I’ve decided that I want string to work as close to how they do natively with the default setup in configparser except I want to be able to specify some extra types. I want bool(True) to automatically be converted to a python boolean and similar logic for int(0) and float(1.0) etc. To specify a string literal of the same text it would just look like this 'bool(True)' and similarly any literal encapsulated in unescaped quotes will just be interpreted as a literal string.

We’ll compare the Spec we make here to the json spec since it has a bit more going on with it. The json spec uses the default values so this is just the first couple lines of the abstract-ish FormatterSpec.

Json spec#
  class FormatterSpec:
      ROUTE_PATH_TRANSLATION = str.maketrans({
          '\\': '\\\\',
          '.': r'\.',
          '"': r'\"'
      })
      ROUTE_PATH_REGEX = re.compile(r'(?:[^\."]|"(?:\\.|[^"])*")+')
      PRIMITIVES = int | float | str | bool | NoneType
      SPECIAL = dict | list
      ATTRIBUTE = str

      TYPES = PRIMITIVES | SPECIAL

Since I want to do weird things like have no primitives (I cant say string is a primitive since strings have to be scanned to make sure they do not need to be escaped). I’ll make a custom Spec to hold this information

Custom Spec#
class CustomSpec(FormatterSpec):
    PRIMITIVES = Never  # [1]
    SPECIAL = str | dict | list | bool | int | float | None  # [1]
    ATTRIBUTE = str  # [1]

    TYPES = PRIMITIVES | SPECIAL

    SPECIAL_REGEX = re.compile(r'^(int|float|None|bool|\'|\")')  # [2]

    def get_primitive_types(self) -> set:
        return set()

Note [1]

These values are not required. Previously they have been used for type hints and and other non-strict organizational purposes, but the default FormatterSpec does use them in the methods get_primitive_types() and get_special_types() methods. The methods returning the correct values are all that matters

Note [2]

This regex will be used to tell if a string is following our custom rules or if it is just a literal string.

class CustomFormatter(Formatter):
    FORMAT_SETTINGS = CustomSpec()

    def serialized_obj_to_buffer(self, ser_obj: dict, context: FormatterContext) -> str:
        parser = configparser.ConfigParser()
        parser.optionxform = str
        parser.read_dict(ser_obj)
        strio = StringIO()
        parser.write(strio)
        strio.seek(0)
        return strio.read()

    def buffer_to_obj(self, buffer, context: FormatterContext):
        parser = configparser.ConfigParser()
        parser.optionxform = str
        return parser.read_string(buffer)

    def get_serializer(self, root_obj, context: FormatterContext) -> Serializer:
        return CustomSerializer(root_obj, self.spec.copy(), context)

Not looking amazing so far, we might want to put some finishing touches on this later, but lets move on to the actual serialization and deserialization logic.
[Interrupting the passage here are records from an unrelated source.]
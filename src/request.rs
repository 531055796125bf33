//! Request engine: bounded retries with a fixed delay.

use std::time::Duration;

use tracing::{info, warn};

use crate::error::{Error, Result};
use crate::transport::{ApiRequest, RawResponse, Transport};

const STATUS_OK: u16 = 200;
/// Status the API answers with when the caller is being throttled
const STATUS_RATE_LIMITED: u16 = 412;
pub(crate) const RATE_LIMIT_FACTOR: u32 = 3;

/// Issues requests through a transport, retrying up to `max_retries` times.
///
/// The delay between attempts is constant. A rate-limited answer waits an
/// extra `3 × delay` on top of it; there is no exponential growth.
pub struct RequestEngine<T> {
    transport: T,
    delay: Duration,
    max_retries: u32,
}

impl<T: Transport> RequestEngine<T> {
    pub fn new(transport: T, delay: Duration, max_retries: u32) -> Self {
        Self {
            transport,
            delay,
            max_retries,
        }
    }

    pub fn transport(&self) -> &T {
        &self.transport
    }

    pub fn delay(&self) -> Duration {
        self.delay
    }

    /// Send `request` until it answers 200 or the attempt budget is spent.
    pub async fn execute(&self, request: &ApiRequest) -> Result<RawResponse> {
        for attempt in 0..=self.max_retries {
            match self.transport.send(request).await {
                Ok(response) if response.status == STATUS_OK => return Ok(response),
                Ok(response) if response.status == STATUS_RATE_LIMITED => {
                    warn!(url = %request.url, "Rate limited, backing off");
                    tokio::time::sleep(self.delay.saturating_mul(RATE_LIMIT_FACTOR)).await;
                }
                Ok(response) => {
                    warn!(url = %request.url, status = response.status, "Request failed");
                }
                Err(e) => {
                    warn!(url = %request.url, error = %e, "Request error");
                }
            }

            if attempt < self.max_retries {
                info!("Retrying ({}/{})...", attempt + 1, self.max_retries);
                tokio::time::sleep(self.delay).await;
            }
        }

        Err(Error::RequestExhausted {
            retries: self.max_retries,
        })
    }
}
We are going to have to modify Serializer and Deserializer quite a bit since the format is so limited. Lets get serialization working first.

Custom Serializer#

class CustomSerializer(Serializer):
    def __init__(self, root_object, spec: CustomSpec, context: FormatterContext):
        super().__init__(root_object, spec, context)
        self.spec: CustomSpec = self.spec  # PyCharm bug
        self.handler.add_handlers_by_type_hints(
            self.handle_user_list,
            self.handle_user_float,
            self.handle_user_int,
            self.handle_user_bool,
            self.handle_user_none,
            self.handle_user_str,
        )
        context.spec = self.spec
        self.flat_dict = {}

    def handle_user_str(self, instance: str, **kwargs):
        if self.spec.SPECIAL_REGEX.match(instance) is None:
            return instance
        else:
            return repr(instance)

    def handle_serialize_dict_in_place(self, instance: dict, **kwargs):  # [1]
        instance = super().handle_serialize_dict_in_place(instance, **kwargs)
        self.skim_dict_for_flat_dict(instance)
        return instance

    def handle_serialize_default(self, instance: object, **kwargs):  # [2]
        instance = super().handle_serialize_default(instance, **kwargs)
        self.skim_dict_for_flat_dict(instance)
        return instance

    def skim_dict_for_flat_dict(self, instance: dict):
        prims = {k: v for k, v in instance.items() if type(v) is str}
        this_path = self.spec.path_to_str(self.context.key_path)
        if this_path in self.flat_dict:
            self.flat_dict[this_path].update(prims)
        else:
            self.flat_dict[this_path] = prims
        return prims

    def handle_user_list(self, instance: list, **kwargs):
        pass

    def handle_user_bool(self, instance: bool, **kwargs):
        return f'bool({instance})'

    def handle_user_int(self, instance: int, **kwargs):
        return f'int({instance})'

    def handle_user_float(self, instance: float, **kwargs):
        return f'float({instance})'

    def handle_user_none(self, instance: NoneType, **kwargs):
        return 'None'

    def process(self, obj=None, **kwargs):
        super().process(obj, **kwargs)
        if '' in self.flat_dict:
            self.flat_dict['MAIN'] = self.flat_dict.pop('')
        return self.flat_dict

Note

Do not confuse the handler attribute of this CustomSerializer as the Handler that is is accessible from FormatterContext through it’s property handler, truly belonging to FrameStackContext. The handler on CustomSerializer is used like a fancy switch statement to decide which methods handle certain types. In some cases the handlers attached use the Handler on FrameStackContext in their method bodies.

Note [1]

The Serializer we are inheriting from ultimately calls handle_serialize_dict_in_place for both Temporary dicts and user dicts. Overriding it and calling super will let all of the machinery for dicts in the super class do its thing and we will modify the data for our use case.

Note [2]

Custom objects go through the handle_serialize_default method in the super class so we will intercept this one also. If it were not for the ConfigParser disliking nested dictionaries we could probably side step most of this

The ConfigParser wants to work in terms of a flat dictionary with keys being the major sections in the ini file and the values being dict[str, str]. This differs from how json and toml want their data structures set up but that is why we added a new attribute flat_dict and intercept the process() method.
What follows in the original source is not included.